++++ Task data ++++
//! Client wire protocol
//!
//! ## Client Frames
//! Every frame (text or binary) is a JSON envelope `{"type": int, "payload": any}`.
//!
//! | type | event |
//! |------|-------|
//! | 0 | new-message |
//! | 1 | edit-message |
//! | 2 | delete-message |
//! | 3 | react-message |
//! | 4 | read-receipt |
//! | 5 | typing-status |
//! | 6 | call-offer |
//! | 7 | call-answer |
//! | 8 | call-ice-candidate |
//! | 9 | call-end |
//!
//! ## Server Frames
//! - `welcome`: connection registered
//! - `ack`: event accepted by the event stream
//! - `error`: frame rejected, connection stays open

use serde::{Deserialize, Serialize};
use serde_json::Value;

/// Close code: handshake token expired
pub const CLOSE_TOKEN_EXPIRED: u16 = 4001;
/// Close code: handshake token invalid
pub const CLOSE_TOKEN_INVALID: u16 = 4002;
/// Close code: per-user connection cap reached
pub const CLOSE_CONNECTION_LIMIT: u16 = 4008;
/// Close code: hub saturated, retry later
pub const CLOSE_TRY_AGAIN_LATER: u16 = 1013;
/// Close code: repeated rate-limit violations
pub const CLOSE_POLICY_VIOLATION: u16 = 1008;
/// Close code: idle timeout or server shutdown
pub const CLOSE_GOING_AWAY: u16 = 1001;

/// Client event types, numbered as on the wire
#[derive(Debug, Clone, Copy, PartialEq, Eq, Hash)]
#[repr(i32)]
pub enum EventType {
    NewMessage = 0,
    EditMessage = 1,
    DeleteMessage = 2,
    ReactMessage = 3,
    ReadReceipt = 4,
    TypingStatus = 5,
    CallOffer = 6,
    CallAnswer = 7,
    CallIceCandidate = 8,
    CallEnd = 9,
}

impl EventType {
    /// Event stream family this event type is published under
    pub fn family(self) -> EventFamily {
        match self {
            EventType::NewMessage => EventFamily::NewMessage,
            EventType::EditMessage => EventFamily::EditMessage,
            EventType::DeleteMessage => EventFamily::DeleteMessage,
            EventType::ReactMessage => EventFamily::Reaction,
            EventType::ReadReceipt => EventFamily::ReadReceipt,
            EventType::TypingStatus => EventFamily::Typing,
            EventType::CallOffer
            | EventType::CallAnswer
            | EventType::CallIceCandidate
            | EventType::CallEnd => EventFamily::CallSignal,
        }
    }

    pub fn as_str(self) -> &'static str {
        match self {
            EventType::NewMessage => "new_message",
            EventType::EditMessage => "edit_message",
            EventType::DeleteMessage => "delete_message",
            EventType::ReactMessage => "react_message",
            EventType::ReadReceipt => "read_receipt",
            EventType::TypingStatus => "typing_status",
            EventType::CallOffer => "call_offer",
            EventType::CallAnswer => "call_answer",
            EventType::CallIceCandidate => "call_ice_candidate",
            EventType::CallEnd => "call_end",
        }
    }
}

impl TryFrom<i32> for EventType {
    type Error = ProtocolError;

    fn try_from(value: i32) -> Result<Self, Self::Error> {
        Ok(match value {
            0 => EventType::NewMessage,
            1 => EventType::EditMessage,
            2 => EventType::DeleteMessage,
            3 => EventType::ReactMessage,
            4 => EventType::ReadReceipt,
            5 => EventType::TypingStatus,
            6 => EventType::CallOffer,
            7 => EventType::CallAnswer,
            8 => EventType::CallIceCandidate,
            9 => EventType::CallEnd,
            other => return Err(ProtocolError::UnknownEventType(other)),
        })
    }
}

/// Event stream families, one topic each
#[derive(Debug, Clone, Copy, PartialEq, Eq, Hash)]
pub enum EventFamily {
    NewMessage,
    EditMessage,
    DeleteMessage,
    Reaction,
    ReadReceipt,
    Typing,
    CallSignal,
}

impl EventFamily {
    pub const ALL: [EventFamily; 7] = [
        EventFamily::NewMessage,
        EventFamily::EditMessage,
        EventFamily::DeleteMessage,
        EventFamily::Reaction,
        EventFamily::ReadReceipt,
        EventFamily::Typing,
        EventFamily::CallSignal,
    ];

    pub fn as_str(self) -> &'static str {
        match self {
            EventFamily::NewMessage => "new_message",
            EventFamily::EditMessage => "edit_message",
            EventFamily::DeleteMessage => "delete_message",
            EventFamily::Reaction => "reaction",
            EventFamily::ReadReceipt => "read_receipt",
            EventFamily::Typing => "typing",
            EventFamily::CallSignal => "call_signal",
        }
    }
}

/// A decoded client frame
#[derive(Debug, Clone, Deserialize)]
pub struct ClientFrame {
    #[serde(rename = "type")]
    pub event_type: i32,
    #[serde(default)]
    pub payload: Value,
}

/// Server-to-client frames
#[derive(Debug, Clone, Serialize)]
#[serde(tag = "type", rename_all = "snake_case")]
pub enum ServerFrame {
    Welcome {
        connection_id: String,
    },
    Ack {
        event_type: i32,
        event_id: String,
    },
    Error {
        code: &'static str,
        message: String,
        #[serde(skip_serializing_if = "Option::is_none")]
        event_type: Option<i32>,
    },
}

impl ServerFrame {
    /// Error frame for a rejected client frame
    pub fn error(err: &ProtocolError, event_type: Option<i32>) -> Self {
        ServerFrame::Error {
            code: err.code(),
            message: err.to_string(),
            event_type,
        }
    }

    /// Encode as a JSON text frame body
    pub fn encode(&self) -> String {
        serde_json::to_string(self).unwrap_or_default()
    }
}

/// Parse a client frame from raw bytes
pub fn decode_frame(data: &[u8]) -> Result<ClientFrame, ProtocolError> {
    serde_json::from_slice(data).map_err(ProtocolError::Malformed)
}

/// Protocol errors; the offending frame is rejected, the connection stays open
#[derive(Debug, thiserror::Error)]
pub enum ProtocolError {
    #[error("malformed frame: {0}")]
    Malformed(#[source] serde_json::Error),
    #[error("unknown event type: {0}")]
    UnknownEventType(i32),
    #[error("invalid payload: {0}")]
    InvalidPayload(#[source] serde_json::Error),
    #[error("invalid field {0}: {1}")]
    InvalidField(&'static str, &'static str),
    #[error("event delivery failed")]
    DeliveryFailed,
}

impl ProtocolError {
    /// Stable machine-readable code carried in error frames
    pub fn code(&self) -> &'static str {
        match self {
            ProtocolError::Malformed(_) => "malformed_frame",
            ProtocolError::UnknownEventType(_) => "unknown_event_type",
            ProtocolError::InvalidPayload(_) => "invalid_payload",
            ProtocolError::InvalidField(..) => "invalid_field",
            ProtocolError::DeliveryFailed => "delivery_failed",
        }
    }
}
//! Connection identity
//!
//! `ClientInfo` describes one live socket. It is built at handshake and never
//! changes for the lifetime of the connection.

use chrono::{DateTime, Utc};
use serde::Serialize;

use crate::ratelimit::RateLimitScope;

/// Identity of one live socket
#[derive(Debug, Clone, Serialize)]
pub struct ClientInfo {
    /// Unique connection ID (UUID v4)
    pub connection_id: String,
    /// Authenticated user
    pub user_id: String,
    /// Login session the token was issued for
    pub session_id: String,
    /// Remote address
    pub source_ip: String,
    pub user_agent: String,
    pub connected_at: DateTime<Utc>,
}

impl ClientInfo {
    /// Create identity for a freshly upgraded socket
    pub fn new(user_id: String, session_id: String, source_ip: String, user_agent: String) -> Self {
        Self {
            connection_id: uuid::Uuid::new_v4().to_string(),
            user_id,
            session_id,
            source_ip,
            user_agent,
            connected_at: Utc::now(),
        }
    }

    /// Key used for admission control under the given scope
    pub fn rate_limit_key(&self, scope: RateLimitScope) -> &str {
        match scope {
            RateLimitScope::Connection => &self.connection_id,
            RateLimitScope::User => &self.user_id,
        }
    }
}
++++
### What is required
In your reply, restate exactly the lines from the start of the records above through the line holding "2 | delete-message |", including both, and nothing else.

### Your response
//! Client wire protocol
//!
//! ## Client Frames
//! Every frame (text or binary) is a JSON envelope `{"type": int, "payload": any}`.
//!
//! | type | event |
//! |------|-------|
//! | 0 | new-message |
//! | 1 | edit-message |
//! | 2 | delete-message |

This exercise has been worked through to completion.